With the rise of National Socialism in Germany and Ney’s involvement in their cultural education camps, Ney’s international career came to an end. Bonn banned her from performing because of her political views, even though she’d been given the Freedom of the City in 1927.
Her lessons with Leschetizky, few as they were, were important in the development of her playing technique because she accepted his teachings on performance where he posited that pianists needed to bring more pressure to their touch in order to achieve a sensuous tone. As can be heard in her performances even from late in her career, she maintained a serenity of performance that is rarely equalled. In a review of one of her early American performances, critic H.E. Krehbiel praised her: “She presses the truism of reposefulness, beautiful symmetry, and varied loveliness of tone upon nearly everything she plays.”

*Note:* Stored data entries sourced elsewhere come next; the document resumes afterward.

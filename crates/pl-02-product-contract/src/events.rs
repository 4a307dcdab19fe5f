//! # Invocation Messages
//!
//! Wire payloads exchanged with external invokers (the runtime's JSON-lines
//! stream, client SDKs). One request per transaction.
//!
//! ```text
//! {"mode":"submit","function":"TransferProduct","args":["10","RETAILER"]}
//! {"ok":true,"tx_id":"…","payload":"PRODUCER"}
//! ```

use crate::errors::ContractError;
use serde::{Deserialize, Serialize};
use std::fmt;

// =============================================================================
// REQUEST
// =============================================================================

/// How an invocation is run.
#[derive(Clone, Copy, Debug, Default, PartialEq, Eq, Serialize, Deserialize)]
#[serde(rename_all = "lowercase")]
pub enum InvokeMode {
    /// Execute and commit the write-set.
    #[default]
    Submit,
    /// Execute only. Nothing is committed.
    Evaluate,
}

impl fmt::Display for InvokeMode {
    fn fmt(&self, f: &mut fmt::Formatter<'_>) -> fmt::Result {
        f.write_str(match self {
            Self::Submit => "submit",
            Self::Evaluate => "evaluate",
        })
    }
}

/// Named function call with positional string arguments.
#[derive(Clone, Debug, PartialEq, Eq, Serialize, Deserialize)]
pub struct InvokeRequest {
    #[serde(default)]
    pub mode: InvokeMode,
    pub function: String,
    #[serde(default)]
    pub args: Vec<String>,
}

impl InvokeRequest {
    pub fn submit(function: impl Into<String>, args: Vec<String>) -> Self {
        Self {
            mode: InvokeMode::Submit,
            function: function.into(),
            args,
        }
    }

    pub fn evaluate(function: impl Into<String>, args: Vec<String>) -> Self {
        Self {
            mode: InvokeMode::Evaluate,
            function: function.into(),
            args,
        }
    }
}

// =============================================================================
// RESPONSE
// =============================================================================

/// Result of a successful invocation.
#[derive(Clone, Debug, PartialEq, Eq, Serialize, Deserialize)]
pub struct InvokeResponse {
    pub tx_id: String,
    pub function: String,
    /// Result encoded for the string surface; empty for void functions.
    pub payload: String,
    pub committed: bool,
    /// Hex SHA-256 over the ordered write-set.
    pub write_set_digest: String,
    pub writes: usize,
}

/// Failure reported to an invoker.
#[derive(Clone, Debug, PartialEq, Eq, Serialize, Deserialize)]
pub struct ErrorPayload {
    pub kind: String,
    pub message: String,
}

impl From<&ContractError> for ErrorPayload {
    fn from(err: &ContractError) -> Self {
        Self {
            kind: err.kind().to_string(),
            message: err.to_string(),
        }
    }
}

/// One line of the JSON-lines reply stream.
#[derive(Clone, Debug, PartialEq, Eq, Serialize, Deserialize)]
pub struct InvokeReply {
    pub ok: bool,
    #[serde(default, skip_serializing_if = "Option::is_none")]
    pub tx_id: Option<String>,
    #[serde(default, skip_serializing_if = "Option::is_none")]
    pub payload: Option<String>,
    #[serde(default, skip_serializing_if = "Option::is_none")]
    pub error: Option<ErrorPayload>,
}

impl InvokeReply {
    #[must_use]
    pub fn from_result(result: &Result<InvokeResponse, ContractError>) -> Self {
        match result {
            Ok(response) => Self {
                ok: true,
                tx_id: Some(response.tx_id.clone()),
                payload: Some(response.payload.clone()),
                error: None,
            },
            Err(err) => Self::failure(err.into()),
        }
    }

    /// Reply for a request that could not be read.
    #[must_use]
    pub fn failure(error: ErrorPayload) -> Self {
        Self {
            ok: false,
            tx_id: None,
            payload: None,
            error: Some(error),
        }
    }
}

// =============================================================================
// TESTS
// =============================================================================
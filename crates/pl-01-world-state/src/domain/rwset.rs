//! # Read/Write Sets
//!
//! Everything a transaction observed and produced. Reads carry the digest of
//! the value seen so the commit path can detect that another transaction
//! changed the key in between. Writes are kept in key order so the write-set
//! encodes identically on every replica.

use serde::{Deserialize, Serialize};
use sha2::{Digest, Sha256};
use std::collections::BTreeMap;

// =============================================================================
// KEY / VALUE
// =============================================================================

/// A single world-state entry as returned by range scans.
#[derive(Clone, Debug, PartialEq, Eq, Serialize, Deserialize)]
pub struct KeyValue {
    pub key: String,
    pub value: Vec<u8>,
}

impl KeyValue {
    pub fn new(key: impl Into<String>, value: Vec<u8>) -> Self {
        Self {
            key: key.into(),
            value,
        }
    }
}

/// Hex SHA-256 of a stored value.
#[must_use]
pub fn value_digest(value: &[u8]) -> String {
    hex::encode(Sha256::digest(value))
}

// =============================================================================
// WRITE OPERATIONS
// =============================================================================

/// Buffered mutation of one key.
#[derive(Clone, Debug, PartialEq, Eq, Serialize, Deserialize)]
pub enum WriteOp {
    Put(Vec<u8>),
    Delete,
}

/// Bounds of a range scan issued during the transaction.
#[derive(Clone, Debug, PartialEq, Eq, Serialize, Deserialize)]
pub struct RangeQuery {
    pub start_key: String,
    pub end_key: String,
}

// =============================================================================
// READ / WRITE SET
// =============================================================================

/// Access record of one transaction.
#[derive(Clone, Debug, Default, PartialEq, Eq, Serialize, Deserialize)]
pub struct ReadWriteSet {
    /// Key -> digest of the value read (`None` when the key was absent).
    reads: BTreeMap<String, Option<String>>,
    range_queries: Vec<RangeQuery>,
    writes: BTreeMap<String, WriteOp>,
}

impl ReadWriteSet {
    #[must_use]
    pub fn new() -> Self {
        Self::default()
    }

    /// Records a point read. Only the first observation of a key is kept.
    pub fn record_read(&mut self, key: &str, value: Option<&[u8]>) {
        self.reads
            .entry(key.to_string())
            .or_insert_with(|| value.map(value_digest));
    }

    pub fn record_range_query(&mut self, start_key: &str, end_key: &str) {
        self.range_queries.push(RangeQuery {
            start_key: start_key.to_string(),
            end_key: end_key.to_string(),
        });
    }

    /// Buffers a put. A later write to the same key replaces an earlier one.
    pub fn record_put(&mut self, key: &str, value: Vec<u8>) {
        self.writes.insert(key.to_string(), WriteOp::Put(value));
    }

    pub fn record_delete(&mut self, key: &str) {
        self.writes.insert(key.to_string(), WriteOp::Delete);
    }

    #[must_use]
    pub fn reads(&self) -> &BTreeMap<String, Option<String>> {
        &self.reads
    }

    #[must_use]
    pub fn range_queries(&self) -> &[RangeQuery] {
        &self.range_queries
    }

    #[must_use]
    pub fn writes(&self) -> &BTreeMap<String, WriteOp> {
        &self.writes
    }

    /// Value buffered for `key` by this transaction, if any.
    #[must_use]
    pub fn pending_write(&self, key: &str) -> Option<&WriteOp> {
        self.writes.get(key)
    }

    #[must_use]
    pub fn is_read_only(&self) -> bool {
        self.writes.is_empty()
    }

    /// Hex SHA-256 over the ordered write-set.
    ///
    /// Each entry is length-prefixed so no two distinct write-sets share an
    /// encoding. Replicas agree on a transaction iff these digests match.
    #[must_use]
    pub fn write_set_digest(&self) -> String {
        let mut hasher = Sha256::new();
        for (key, op) in &self.writes {
            hasher.update((key.len() as u64).to_be_bytes());
            hasher.update(key.as_bytes());
            match op {
                WriteOp::Put(value) => {
                    hasher.update([1u8]);
                    hasher.update((value.len() as u64).to_be_bytes());
                    hasher.update(value);
                }
                WriteOp::Delete => hasher.update([0u8]),
            }
        }
        hex::encode(hasher.finalize())
    }
}

// =============================================================================
// TESTS
// =============================================================================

In this 1964 performance of the first two movements of Beethoven’s Moonlight Sonata, every note seems to be perfectly placed and considered. In the fast second movement, her tone remains light and dance-like.
In addition to Beethoven, Ney also had a particular speciality in Brahms, and in this performance of the Brahms Rhapsody, op. 119/4, we can hear the strength in her playing at the opening, matched with her delicacy in the quieter sections.
An incomparable sound, which, matched with unfortunate political beliefs, kept her name out of the limelight for too long.